Valentine’s Day being the big holiday this month, I thought The Hearts of Horses by Molly Gloss, was an appropriate title to review. Little did I know what a treat I had given myself.
Reading this novel transported me back in time to circa-1917 eastern Oregon, to share the experiences of Martha Lessen, a young woman trying to make a living breaking horses during the early days of World War I.
It’s immediately apparent why Molly Gloss is an award-winning author. After the first paragraph, I was no longer just reading the book, I was living its story. Of the many reasons to read The Hearts of Horses, the writing alone – subject matter aside – is one of the strongest.



Heritage
If you’re like me, and have an affinity for our Western heritage, then you’ll share my appreciation for the pure authenticity of this book’s setting.

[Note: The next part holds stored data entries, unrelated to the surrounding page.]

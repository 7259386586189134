//! Query-string parameter types shared by list endpoints.

use serde::Deserialize;

/// Default page size for the notification inbox.
pub const DEFAULT_LIMIT: i64 = 20;

/// Largest page size a client may request.
pub const MAX_LIMIT: i64 = 100;

/// `?skip=&limit=` pagination.
#[derive(Debug, Clone, Default, Deserialize)]
pub struct PageParams {
    pub skip: Option<i64>,
    pub limit: Option<i64>,
}

impl PageParams {
    /// Offset, never negative.
    pub fn skip(&self) -> i64 {
        self.skip.unwrap_or(0).max(0)
    }

    /// Page size clamped to `1..=MAX_LIMIT`.
    pub fn limit(&self) -> i64 {
        self.limit.unwrap_or(DEFAULT_LIMIT).clamp(1, MAX_LIMIT)
    }
}

/// `?status=` filter for the task list. Parsed by the handler so an unknown
/// value produces the usual JSON validation error.
#[derive(Debug, Clone, Default, Deserialize)]
pub struct TaskListParams {
    pub status: Option<String>,
}

#[cfg(test)]
mod tests {
    use super::*;

    #[test]
    fn defaults_apply_when_absent() {
        let params = PageParams::default();
        assert_eq!(params.skip(), 0);
        assert_eq!(params.limit(), DEFAULT_LIMIT);
    }

    #[test]
    fn limit_is_clamped() {
        let params = PageParams {
            skip: Some(-5),
            limit: Some(1000),
        };
        assert_eq!(params.skip(), 0);
        assert_eq!(params.limit(), MAX_LIMIT);

        let params = PageParams {
            skip: None,
            limit: Some(0),
        };
        assert_eq!(params.limit(), 1);
    }
}
//! Quiet-hours window evaluated on the wall clock of a fixed reference zone.

use chrono::{FixedOffset, Offset, Timelike, Utc};

use crate::types::Timestamp;

/// A daily window of whole hours during which pushes are suppressed.
///
/// When `start_hour > end_hour` the window wraps midnight (22 -> 8 covers
/// 22:00..23:59 and 00:00..07:59). Equal hours describe an empty window.
#[derive(Debug, Clone, Copy, PartialEq, Eq)]
pub struct QuietHours {
    pub start_hour: u32,
    pub end_hour: u32,
    pub offset: FixedOffset,
}

impl QuietHours {
    pub fn new(start_hour: u32, end_hour: u32, offset: FixedOffset) -> Self {
        debug_assert!(start_hour < 24 && end_hour < 24);
        Self {
            start_hour,
            end_hour,
            offset,
        }
    }

    /// Window evaluated in UTC.
    pub fn utc(start_hour: u32, end_hour: u32) -> Self {
        Self::new(start_hour, end_hour, Utc.fix())
    }

    /// Whether `now` falls inside the window.
    pub fn contains(&self, now: Timestamp) -> bool {
        let hour = now.with_timezone(&self.offset).hour();
        is_quiet_hour(hour, self.start_hour, self.end_hour)
    }
}

/// Hour-of-day membership test for a possibly wrapping window.
pub fn is_quiet_hour(hour: u32, start_hour: u32, end_hour: u32) -> bool {
    if start_hour > end_hour {
        hour >= start_hour || hour < end_hour
    } else {
        start_hour <= hour && hour < end_hour
    }
}
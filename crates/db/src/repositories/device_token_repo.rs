//! Repository for the `device_tokens` table.

use sqlx::PgPool;
use tasflou_core::types::{DbId, Timestamp};

use crate::models::device_token::{DeviceToken, RegisterDevice};

const COLUMNS: &str = "id, user_id, token, platform, created_at, updated_at, last_used_at";

/// Provides registration and lookup of push device tokens.
pub struct DeviceTokenRepo;

impl DeviceTokenRepo {
    /// Register a token for a user.
    ///
    /// Tokens are globally unique: registering a token that already exists
    /// moves it to `user_id` and refreshes its platform tag.
    pub async fn register(
        pool: &PgPool,
        user_id: DbId,
        input: &RegisterDevice,
    ) -> Result<DeviceToken, sqlx::Error> {
        let query = format!(
            "INSERT INTO device_tokens (user_id, token, platform) \
             VALUES ($1, $2, $3) \
             ON CONFLICT (token) DO UPDATE SET \
                user_id = EXCLUDED.user_id, \
                platform = EXCLUDED.platform, \
                updated_at = NOW() \
             RETURNING {COLUMNS}"
        );
        sqlx::query_as::<_, DeviceToken>(&query)
            .bind(user_id)
            .bind(&input.token)
            .bind(&input.platform)
            .fetch_one(pool)
            .await
    }

    /// Remove a token owned by `user_id`. Returns `false` if no such token.
    pub async fn unregister(pool: &PgPool, token: &str, user_id: DbId) -> Result<bool, sqlx::Error> {
        let result = sqlx::query("DELETE FROM device_tokens WHERE token = $1 AND user_id = $2")
            .bind(token)
            .bind(user_id)
            .execute(pool)
            .await?;
        Ok(result.rows_affected() > 0)
    }

    pub async fn list_for_user(pool: &PgPool, user_id: DbId) -> Result<Vec<DeviceToken>, sqlx::Error> {
        let query = format!(
            "SELECT {COLUMNS} FROM device_tokens WHERE user_id = $1 ORDER BY created_at, id"
        );
        sqlx::query_as::<_, DeviceToken>(&query)
            .bind(user_id)
            .fetch_all(pool)
            .await
    }

    /// Raw token strings for every device of a user.
    pub async fn tokens_for_user(pool: &PgPool, user_id: DbId) -> Result<Vec<String>, sqlx::Error> {
        sqlx::query_scalar("SELECT token FROM device_tokens WHERE user_id = $1 ORDER BY id")
            .bind(user_id)
            .fetch_all(pool)
            .await
    }

    /// Delete tokens the push provider no longer accepts.
    pub async fn delete_tokens(pool: &PgPool, tokens: &[String]) -> Result<u64, sqlx::Error> {
        if tokens.is_empty() {
            return Ok(0);
        }
        let result = sqlx::query("DELETE FROM device_tokens WHERE token = ANY($1)")
            .bind(tokens)
            .execute(pool)
            .await?;
        Ok(result.rows_affected())
    }

    /// Stamp `last_used_at` on the given tokens of a user.
    pub async fn touch_last_used(
        pool: &PgPool,
        user_id: DbId,
        tokens: &[String],
        at: Timestamp,
    ) -> Result<u64, sqlx::Error> {
        if tokens.is_empty() {
            return Ok(0);
        }
        let result = sqlx::query(
            "UPDATE device_tokens SET last_used_at = $3 \
             WHERE user_id = $1 AND token = ANY($2)",
        )
        .bind(user_id)
        .bind(tokens)
        .bind(at)
        .execute(pool)
        .await?;
        Ok(result.rows_affected())
    }
}
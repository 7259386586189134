//! Built-in identity provider.
//!
//! - [`password`] -- Argon2id password hashing and verification.
//! - [`jwt`] -- HS256 access tokens and refresh-token hashing.
//! - [`local_provider`] -- [`AuthProvider`](tasflou_core::auth::AuthProvider)
//!   backed by the `auth_credentials` table.

pub mod jwt;
pub mod local_provider;
pub mod password;
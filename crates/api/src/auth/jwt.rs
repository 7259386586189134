//! JWT access tokens and refresh-token helpers.
//!
//! Access tokens are HS256-signed and carry the external subject id, which
//! is what the local `users` row is keyed by. Refresh tokens are opaque
//! random strings; only their SHA-256 hash is persisted.

use chrono::Utc;
use jsonwebtoken::{decode, encode, Algorithm, DecodingKey, EncodingKey, Header, Validation};
use serde::{Deserialize, Serialize};
use sha2::{Digest, Sha256};
use uuid::Uuid;

const DEFAULT_ACCESS_EXPIRY_MINS: i64 = 15;

#[derive(Debug, Serialize, Deserialize, Clone)]
pub struct Claims {
    /// External subject id issued at signup.
    pub sub: String,
    pub exp: i64,
    pub iat: i64,
    pub jti: String,
}

impl Claims {
    fn issue(subject: &str, ttl_secs: i64) -> Self {
        let iat = Utc::now().timestamp();
        Self {
            sub: subject.to_string(),
            exp: iat + ttl_secs,
            iat,
            jti: Uuid::new_v4().to_string(),
        }
    }
}

#[derive(Debug, Clone)]
pub struct JwtConfig {
    /// HMAC secret shared by signing and verification.
    pub secret: String,
    pub access_token_expiry_mins: i64,
}

impl JwtConfig {
    /// `JWT_SECRET` is required and must be non-empty.
    /// `JWT_ACCESS_EXPIRY_MINS` defaults to 15.
    pub fn from_env() -> Self {
        let secret = std::env::var("JWT_SECRET").unwrap_or_default();
        assert!(!secret.is_empty(), "JWT_SECRET must be set to a non-empty value");

        let access_token_expiry_mins = match std::env::var("JWT_ACCESS_EXPIRY_MINS") {
            Ok(raw) => raw
                .parse()
                .unwrap_or_else(|e| panic!("JWT_ACCESS_EXPIRY_MINS has an invalid value: {e}")),
            Err(_) => DEFAULT_ACCESS_EXPIRY_MINS,
        };

        Self {
            secret,
            access_token_expiry_mins,
        }
    }

    pub fn access_token_ttl_secs(&self) -> i64 {
        self.access_token_expiry_mins * 60
    }

    fn encoding_key(&self) -> EncodingKey {
        EncodingKey::from_secret(self.secret.as_bytes())
    }

    fn decoding_key(&self) -> DecodingKey {
        DecodingKey::from_secret(self.secret.as_bytes())
    }
}

/// Sign a fresh access token for `subject`.
pub fn generate_access_token(
    subject: &str,
    config: &JwtConfig,
) -> Result<String, jsonwebtoken::errors::Error> {
    let claims = Claims::issue(subject, config.access_token_ttl_secs());
    encode(&Header::new(Algorithm::HS256), &claims, &config.encoding_key())
}

/// Check signature and expiry, returning the embedded [`Claims`].
pub fn validate_token(
    token: &str,
    config: &JwtConfig,
) -> Result<Claims, jsonwebtoken::errors::Error> {
    let mut validation = Validation::new(Algorithm::HS256);
    validation.set_required_spec_claims(&["exp", "sub"]);
    decode::<Claims>(token, &config.decoding_key(), &validation).map(|data| data.claims)
}

/// Returns `(plaintext, sha256_hex)`. Only the hash is stored.
pub fn generate_refresh_token() -> (String, String) {
    let plaintext = format!("{}{}", Uuid::new_v4().simple(), Uuid::new_v4().simple());
    let hash = hash_refresh_token(&plaintext);
    (plaintext, hash)
}

pub fn hash_refresh_token(token: &str) -> String {
    format!("{:x}", Sha256::digest(token.as_bytes()))
}

#[cfg(test)]
mod tests {
    use super::*;

    fn config(secret: &str) -> JwtConfig {
        JwtConfig {
            secret: secret.to_string(),
            access_token_expiry_mins: 15,
        }
    }

    #[test]
    fn access_token_carries_subject_and_lifetime() {
        let config = config("test-secret-that-is-long-enough-for-hmac");
        let token = generate_access_token("sub-123", &config).unwrap();

        let claims = validate_token(&token, &config).unwrap();
        assert_eq!(claims.sub, "sub-123");
        assert_eq!(claims.exp - claims.iat, 900);
        assert!(!claims.jti.is_empty());
    }

    #[test]
    fn expired_token_is_rejected() {
        let config = config("test-secret-that-is-long-enough-for-hmac");
        // Past the default 60s leeway.
        let claims = Claims::issue("sub-1", -300);
        let token = encode(&Header::default(), &claims, &config.encoding_key()).unwrap();

        assert!(validate_token(&token, &config).is_err());
    }

    #[test]
    fn token_from_another_secret_is_rejected() {
        let token = generate_access_token("sub-1", &config("secret-alpha")).unwrap();
        assert!(validate_token(&token, &config("secret-bravo")).is_err());
    }

    #[test]
    fn refresh_tokens_are_unique_and_hashed_to_hex() {
        let (first, hash) = generate_refresh_token();
        let (second, _) = generate_refresh_token();

        assert_ne!(first, second);
        assert_eq!(hash, hash_refresh_token(&first));
        assert_eq!(hash.len(), 64);
    }
}
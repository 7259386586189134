//! Credentials owned by the built-in identity provider.

use sqlx::FromRow;
use tasflou_core::types::{DbId, Timestamp};

/// A row from the `auth_credentials` table. Never serialized.
#[derive(Debug, Clone, FromRow)]
pub struct Credential {
    pub id: DbId,
    pub email: String,
    pub subject: String,
    pub password_hash: String,
    pub refresh_token_hash: Option<String>,
    pub created_at: Timestamp,
    pub updated_at: Timestamp,
}
//! Identity provider port.
//!
//! Token issuance and credential checks belong to the provider. The rest of
//! the system only relies on the stable external subject id it hands back,
//! which becomes the foreign key of the local `users` row.

use async_trait::async_trait;
use serde::Serialize;

/// Tokens returned by a successful authentication.
#[derive(Debug, Clone, Serialize)]
pub struct TokenPair {
    pub access_token: String,
    pub refresh_token: String,
    /// Access token lifetime in seconds.
    pub expires_in: i64,
}

#[derive(Debug, thiserror::Error)]
pub enum AuthError {
    /// Unknown user or wrong password; callers cannot tell which.
    #[error("Invalid email or password")]
    InvalidCredentials,

    #[error("An account with this email already exists")]
    AlreadyRegistered,

    #[error("{0}")]
    Rejected(String),

    #[error("Authentication service error: {0}")]
    Provider(String),
}

#[async_trait]
pub trait AuthProvider: Send + Sync {
    async fn authenticate(&self, email: &str, password: &str) -> Result<TokenPair, AuthError>;

    /// Create an identity and return its stable external subject id.
    async fn register(&self, email: &str, password: &str) -> Result<String, AuthError>;

    /// Resolve an access token to the external subject id it was issued for.
    fn verify_access_token(&self, token: &str) -> Result<String, AuthError>;
}
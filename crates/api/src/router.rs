//! HTTP surface of the task service.
//!
//! `main.rs` and the integration tests share [`build_app_router`], so tests
//! exercise the same middleware as production traffic.

use std::time::Duration;

use axum::http::header::{AUTHORIZATION, CONTENT_TYPE};
use axum::http::{HeaderName, HeaderValue, Method, StatusCode};
use axum::Router;
use tower::ServiceBuilder;
use tower_http::catch_panic::CatchPanicLayer;
use tower_http::cors::CorsLayer;
use tower_http::request_id::{MakeRequestUuid, PropagateRequestIdLayer, SetRequestIdLayer};
use tower_http::timeout::TimeoutLayer;
use tower_http::trace::{DefaultMakeSpan, DefaultOnResponse, TraceLayer};
use tracing::Level;

use crate::config::ServerConfig;
use crate::routes;
use crate::state::AppState;

/// Header carrying the per-request correlation id.
pub const REQUEST_ID_HEADER: &str = "x-request-id";

/// Methods the task and notification endpoints accept cross-origin.
const CORS_METHODS: [Method; 4] = [Method::GET, Method::POST, Method::PATCH, Method::DELETE];

/// Assemble `/health` plus the `/api/v1` tree behind the shared middleware.
///
/// Outermost first: CORS, request-id assignment, tracing, request-id echo,
/// timeout, then panic recovery closest to the handlers.
pub fn build_app_router(state: AppState, config: &ServerConfig) -> Router {
    let request_id = HeaderName::from_static(REQUEST_ID_HEADER);

    let middleware = ServiceBuilder::new()
        .layer(SetRequestIdLayer::new(request_id.clone(), MakeRequestUuid))
        .layer(
            TraceLayer::new_for_http()
                .make_span_with(DefaultMakeSpan::new().level(Level::INFO))
                .on_response(DefaultOnResponse::new().level(Level::INFO)),
        )
        .layer(PropagateRequestIdLayer::new(request_id))
        .layer(TimeoutLayer::with_status_code(
            StatusCode::REQUEST_TIMEOUT,
            Duration::from_secs(config.request_timeout_secs),
        ))
        .layer(CatchPanicLayer::new());

    Router::new()
        .merge(routes::health::router())
        .nest("/api/v1", routes::api_routes())
        .layer(middleware)
        // CORS is applied as its own (outermost) layer so axum normalizes the
        // trace layer's response body into one that satisfies `Cors`'s bounds.
        .layer(build_cors_layer(config))
        .with_state(state)
}

/// CORS policy for browser clients listed in `CORS_ORIGINS`.
///
/// An origin that is not a valid header value aborts startup.
pub fn build_cors_layer(config: &ServerConfig) -> CorsLayer {
    let origins: Vec<HeaderValue> = config
        .cors_origins
        .iter()
        .map(|origin| {
            HeaderValue::from_str(origin)
                .unwrap_or_else(|e| panic!("Invalid CORS origin '{origin}': {e}"))
        })
        .collect();

    CorsLayer::new()
        .allow_origin(origins)
        .allow_methods(CORS_METHODS)
        .allow_headers([CONTENT_TYPE, AUTHORIZATION])
        .allow_credentials(true)
        .max_age(Duration::from_secs(60 * 60))
}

You’ll recognize the horses, see the terrain, feel the cold of winter and learn to love the people who inhabit this world. You may never have lived in eastern Oregon, and you may be a generation or two removed from the time period, but I guarantee that you’ll feel that you’ve visited when you’ve read The Hearts of Horses.
For instance, this is how Gloss describes the lives of the girls who traveled from ranch to ranch breaking horses for the outfits whose men had gone off to war: “Those girls could break horses as well as any man but they had their own ways of doing it, not such a bucking Wild West show. They went about it so quiet and deliberate, children would get tired of watching and go off to do something else. They were usually alone, those girls, but it wasn’t like in the moving pictures or the gunslinger novels, the female always in peril. If they were in peril it wasn’t from outlaws or crooked sheriffs, it was from the usual things that can happen with ranch work – breaking bones, freezing your fingers off – the kinds of things that can happen whether you’re a man or a woman.”

Horses
Martha’s background with horses and her philosophy about starting them mirror those of today’s natural horsemanship trainers. With a father who was abusive of his children and his horses, Martha spent her time with an older horseman who had a better, gentler way with people and horses.
Of Martha’s horsemanship the author writes, “She had found it to be a surprisingly easy thing to break a 3- or 4-year-old range horse, a horse that had been living almost wild, but among older horses who regularly took up with human beings as an ordinary part of life. Those young ones were afraid of humans in a general way but not deeply so, and they didn’t lay back their ears and come at you like a horse that had been manhandled, badly treated and consequently made stubborn or vicious; and though it was different for each horse, it wasn’t uncommon for her to be saddling and riding a horse by the second day, and some of the agreeable ones within a couple of hours of being introduced.

Humanity
Martha’s experiences with the ranch men and women of eastern Oregon reveal as much about her character as her experiences with horses, as her solitary life slowly becomes more entwined with theirs. Through Molly Gloss’s evocative writing, the reader meets characters so real they linger in the mind long after closing the book.
Writing of Martha’s wedding, “There had been a moment, a bright sharp moment, as they stood before the preacher in the Woodruffs’ front room making their wedding promises, when Martha thought suddenly of Ruth and Tom Kandel – a flash of insight and of fear. That in marrying Henry she was throwing herself open to the very thing she had seen in Ruth’s face that terrible morning when Tom was in so much pain, the morning they had waited together for the doctor to come. It was a glimpse of the hard truth that loving someone meant living every moment with the knowledge he might die – die in a horrible way – and leave you alone. But Martha was barely 20 years old and this was not something she could hold in her mind for very long.”

Heartfelt Wishes
I hope you’ll spend some time with Martha and the rest of the wonderful characters – both human and equine – in The Hearts of Horses. You’ll find it time well spent, and a world worth revisiting time and again.
And for you and your horses, I wish health and happiness wherever you may ride.